Proprio quando avevo deciso di smettere di essere povera


Come proposito per il nuovo anno, avevo deciso di smettere di essere povera.

O almeno provarci.

Ho iniziato il 2020 dicendo a me stessa: «smetterò di essere povera quest'anno, troverò il sistema di fare un po' più di soldi, perché così non è possibile andare avanti». Mi sembrava un proposito condivisibile.

Poi è arrivato il virus, la chiusura, la crisi per tutti, i tentativi di galleggiamento generali che stiamo vivendo adesso.

Ora, ritengo inutile prendersela con chicchessia. Nessuno avrebbe potuto immaginare una cosa del genere; non ha senso dire che gli scienziati lo avevano detto, Bill Gates l'aveva previsto in quel famoso Ted... 'sta pandemia che ci ha mandato tutti a gambe all'aria ci ha travolti come un tir sbucato all'improvviso.

E nel mio piccolo, i miei piani di arricchimento al di sopra della soglia di povertà sono falliti sul nascere.

Adesso mi trovo in una posizione che è fortunata ma non troppo, perché sono in cassa integrazione anche se non la pagano. Perché naturalmente l'azienda per cui lavoro se ne approfitta e i soldi dallo Stato non arrivano.

Non si sa quando finirà la cig e ogni volta che la data ipotizzata si avvicina, oplà, ce la allungano di nuovo per un altro mesetto tondo. A me hanno comunicato da poco che anche tutto luglio sarà così, al lavoro per due giorni a settimana.

Agosto non pervenuto. Per ora è come se non esistesse un mese che si chiama Agosto. Si materializzerà verso la fine di luglio. Sento già voci stridule rimbombare: «ma a-Agosto?! Icché si faaa a-Agosto?» In queste condizioni è impossibile pianificare alcunché. È impossibile anche lavorare al meglio.

Ma il mio è uno sfogo banale, ne sento di continuo di racconti come questo arrivare da gente che lavora nelle aziende più disparate.

Cerco di rimanere calma quando sento cose inaudite come "bisogna consumare", "bonus vacanze", "tornare a mangiare fuori in pausa pranzo".

Mi appresto a passare l'ennesima estate della mia vita nel mio quartiere. Che non è così male, sia chiaro. Mi godo Firenze che adesso è bellissima, senza turisti o quasi. Un po' stanno ritornando, ma non ai livelli di formicaio brulicante soliti.
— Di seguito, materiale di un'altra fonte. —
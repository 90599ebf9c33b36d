use crate::auth::{GuardDecision, RouteGuard};
use crate::cli::actions::{report_field_errors, session_store};
use crate::forms::{LoginScreen, SubmitOutcome};
use crate::routes::{History, Route};
use anyhow::{bail, Context, Result};
use secrecy::{ExposeSecret, SecretString};
use tracing::info;

#[derive(Debug)]
pub struct Args {
    pub api_url: Option<String>,
    pub email: String,
    pub password: SecretString,
    pub logout: bool,
}

/// Signs in through the login screen, then opens the home route behind the
/// guard using the same cookie jar.
///
/// # Errors
/// Returns an error if validation blocks the submission, the server rejects
/// it, or the session cannot be verified afterwards.
pub async fn execute(args: Args) -> Result<()> {
    let store = session_store(args.api_url.as_deref())?;
    let history = History::new();

    let mut screen = LoginScreen::new();
    screen.set_email(args.email);
    screen.set_password(args.password.expose_secret());

    match screen.submit(&store, &history).await {
        SubmitOutcome::Succeeded => info!("signed in as {}", screen.email()),
        SubmitOutcome::Blocked | SubmitOutcome::Failed => {
            report_field_errors(screen.errors());
            bail!("login failed");
        }
    }

    let decision = RouteGuard::new(&store).mount(&history).await;
    println!("{}: {decision}", Route::Home);
    if decision != GuardDecision::Render {
        bail!("session was not accepted after login");
    }

    if args.logout {
        store.logout().await.context("logout failed")?;
        println!("logged out");
    }

    Ok(())
}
Durante le mie passeggiate mi porto dietro uno strano magone. Come se tutto quello che sto facendo in questi giorni sia senza senso. Non che cerchi il senso profondo delle cose per forza, ma questo vivere lasciandosi andare avanti mi ha fatto capire che la mia vita, scevra dagli impegni sociali, è un po' vuota e ci vorrebbe qualcos'altro a riempirla.

Il lavoro è importante e me lo tengo stretto, va bene, ma porca miseria è sempre peggio. È come se ogni volta, ogni giorno, un tassellino di sicurezze e conquiste mi venisse asportato, spingendomi sempre più in una situazione precaria da cui pensavo di essere in maniera definitiva uscita già da un po'. Questa sensazione, ho notato, è condivisa; parlando con amici vengono fuori più o meno le stesse problematiche, le stesse preoccupazioni, la stessa apatia mista a paura, mista a inquietudine per il futuro. Perché il lavoro è quello che ci dà le risorse per fare il resto e adesso queste risorse sono sempre meno.
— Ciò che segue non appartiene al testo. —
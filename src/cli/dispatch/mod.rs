use crate::api::Role;
use crate::cli::actions::{login, register, Action};
use crate::cli::commands::ARG_API_URL;
use anyhow::{anyhow, Context, Result};
use secrecy::SecretString;

fn string_arg(matches: &clap::ArgMatches, id: &str) -> String {
    matches.get_one::<String>(id).cloned().unwrap_or_default()
}

fn secret_arg(matches: &clap::ArgMatches, id: &str) -> SecretString {
    SecretString::from(string_arg(matches, id))
}

/// # Errors
/// Returns an error if no known subcommand was given or an argument is inconsistent.
pub fn handler(matches: &clap::ArgMatches) -> Result<Action> {
    let api_url = matches.get_one::<String>(ARG_API_URL).cloned();

    let (name, sub) = matches
        .subcommand()
        .context("missing subcommand, try --help")?;

    match name {
        "login" => Ok(Action::Login(login::Args {
            api_url,
            email: string_arg(sub, "email"),
            password: secret_arg(sub, "password"),
            logout: sub.get_flag("logout"),
        })),
        "register" => {
            let role = match sub.get_one::<String>("role") {
                Some(value) => {
                    Some(Role::parse(value).ok_or_else(|| anyhow!("unknown role: {value}"))?)
                }
                None => None,
            };

            Ok(Action::Register(register::Args {
                api_url,
                full_name: string_arg(sub, "full-name"),
                email: string_arg(sub, "email"),
                password: secret_arg(sub, "password"),
                confirm_password: secret_arg(sub, "confirm-password"),
                role,
                agree_terms: sub.get_flag("agree-terms"),
            }))
        }
        other => Err(anyhow!("unknown subcommand: {other}")),
    }
}
use anyhow::Result;
use reflash::cli;

// Main function
#[tokio::main]
async fn main() -> Result<()> {
    let action = cli::start()?;

    action.execute().await?;

    Ok(())
}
Ieri è stato San Giovanni e per la prima volta non ci sono stati i fuochi artificiali sparati dal Piazzale Michelangelo. Precauzione contro il covid-19 che condivido, ci mancherebbe. Così sono rimasta a casa, un po' stranita a dettare la bozza di questo post alla app di blogger, invece di essere fuori con un aperitivo in mano, studiando la postazione migliore per vedere lo spettacolo pirotecnico senza prendere i tizzoni sul capo.

E poi si sa, i fochi dell'anno scorso erano meglio.
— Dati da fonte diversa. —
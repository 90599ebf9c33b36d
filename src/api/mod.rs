//! Session API client and the helpers shared by its calls.
//!
//! All calls go through one `reqwest::Client` with a cookie store, so the
//! session cookie set by `/login` rides along on every later request. The
//! helpers here keep timeouts and error-body handling consistent; they never
//! see or log the password, which only exists inside the `Authorization`
//! header built by `client::basic_authorization`.

mod client;
mod errors;
mod types;

pub use client::SessionClient;
pub use errors::ApiError;
pub use types::{Credentials, Registration, Role};

use reqwest::Response;
use serde_json::Value;
use std::future::Future;

/// Default request timeout (milliseconds) applied to every call.
pub const DEFAULT_TIMEOUT_MS: u64 = 10_000;
/// Maximum number of error body characters surfaced to callers.
const MAX_ERROR_CHARS: usize = 200;

pub const LOGIN_PATH: &str = "/login";
pub const SESSION_PATH: &str = "/isAuthenticated";
pub const LOGOUT_PATH: &str = "/api/logout";
pub const REGISTER_PATH: &str = "/register";

/// Remote operations the auth store depends on.
///
/// `SessionClient` is the HTTP implementation; the store is generic over this
/// trait so it can be driven by anything that speaks the same contract.
pub trait SessionApi: Send + Sync {
    /// Opens a session with Basic credentials and returns the decoded body.
    fn login(&self, credentials: &Credentials)
        -> impl Future<Output = Result<Value, ApiError>> + Send;

    /// Reports whether the current session cookie is still valid.
    fn check_session(&self) -> impl Future<Output = Result<bool, ApiError>> + Send;

    /// Asks the server to drop the current session.
    fn logout(&self) -> impl Future<Output = Result<(), ApiError>> + Send;

    /// Creates an account and returns the decoded body.
    fn register(
        &self,
        registration: &Registration,
    ) -> impl Future<Output = Result<Value, ApiError>> + Send;
}

/// Maps transport errors into `ApiError` variants with timeout detection.
pub(crate) fn map_request_error(err: reqwest::Error) -> ApiError {
    if err.is_timeout() {
        ApiError::Timeout("Request timed out. Please try again.".to_string())
    } else {
        ApiError::Network(format!("Unable to reach the server: {err}"))
    }
}

/// Decodes a JSON body on success and turns any other status into `Auth`.
pub(crate) async fn handle_json_response(response: Response) -> Result<Value, ApiError> {
    let status = response.status();
    let body = response.text().await.map_err(map_request_error)?;

    if status.is_success() {
        decode_body(&body)
    } else {
        Err(ApiError::Auth {
            status: status.as_u16(),
            message: error_message(&body),
        })
    }
}

/// Accepts any successful status and ignores the body.
pub(crate) async fn handle_empty_response(response: Response) -> Result<(), ApiError> {
    let status = response.status();
    if status.is_success() {
        return Ok(());
    }

    let body = response.text().await.unwrap_or_default();
    Err(ApiError::Auth {
        status: status.as_u16(),
        message: error_message(&body),
    })
}

/// Empty bodies decode to `Null`; anything else must be JSON.
pub(crate) fn decode_body(body: &str) -> Result<Value, ApiError> {
    if body.trim().is_empty() {
        return Ok(Value::Null);
    }
    serde_json::from_str(body)
        .map_err(|err| ApiError::Parse(format!("Failed to decode response: {err}")))
}

/// Prefers the `message` field of a JSON error body, falling back to the raw text.
pub(crate) fn error_message(body: &str) -> String {
    serde_json::from_str::<Value>(body)
        .ok()
        .and_then(|value| value.get("message").and_then(Value::as_str).map(str::to_string))
        .map_or_else(|| sanitize_body(body), |message| sanitize_body(&message))
}

/// Trims and truncates error bodies before they reach the UI.
fn sanitize_body(body: &str) -> String {
    let trimmed = body.trim();
    if trimmed.is_empty() {
        "Request failed.".to_string()
    } else {
        trimmed.chars().take(MAX_ERROR_CHARS).collect()
    }
}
Chissà che cosa diremo l'anno prossimo.

Sono stranita soprattutto perché ieri ho finito il libro di Claudio Giunta su Tommaso Labranca, Le alternative non esistono. È bellissimo, Giunta ha fatto un gran lavoro. Non sono ancora pronta a parlarne in modo più esteso, prima devo digerirlo bene. Mi ha fatto l'effetto di quell'ovo sodo che non va né in giù né in su. Sto rileggendo alcuni passi, soprattutto chiarirmi alcune idee. Mi sono resa conto di tante cose di cui non mi ero accorta di persona, e in un paio di momenti mi sono sentita anche un po' bischera. Ma non mi va di parlarne adesso.

4 commenti:

  1. E' la seconda volta che incappo n una tua citazione del libro di Labranca, così mi hai messo curiosità', ci sarà una ragione se un libro ha bisogno di essere digerito prima di parlarne (cosa che mi capita anche con certi, rari, film).
    Insomma, sembra banae ma il blog di stampo classico ha sempre un suo intramontabile perché: serve a chi vi scrive per dire dei propri crucci (che speriamo passeggeri) e servono a chi legge, che per quante ne sappia trova sempre qualcosa che lo ispira.
    Avanti, un passo dopo l'altro, indomiti e fieri.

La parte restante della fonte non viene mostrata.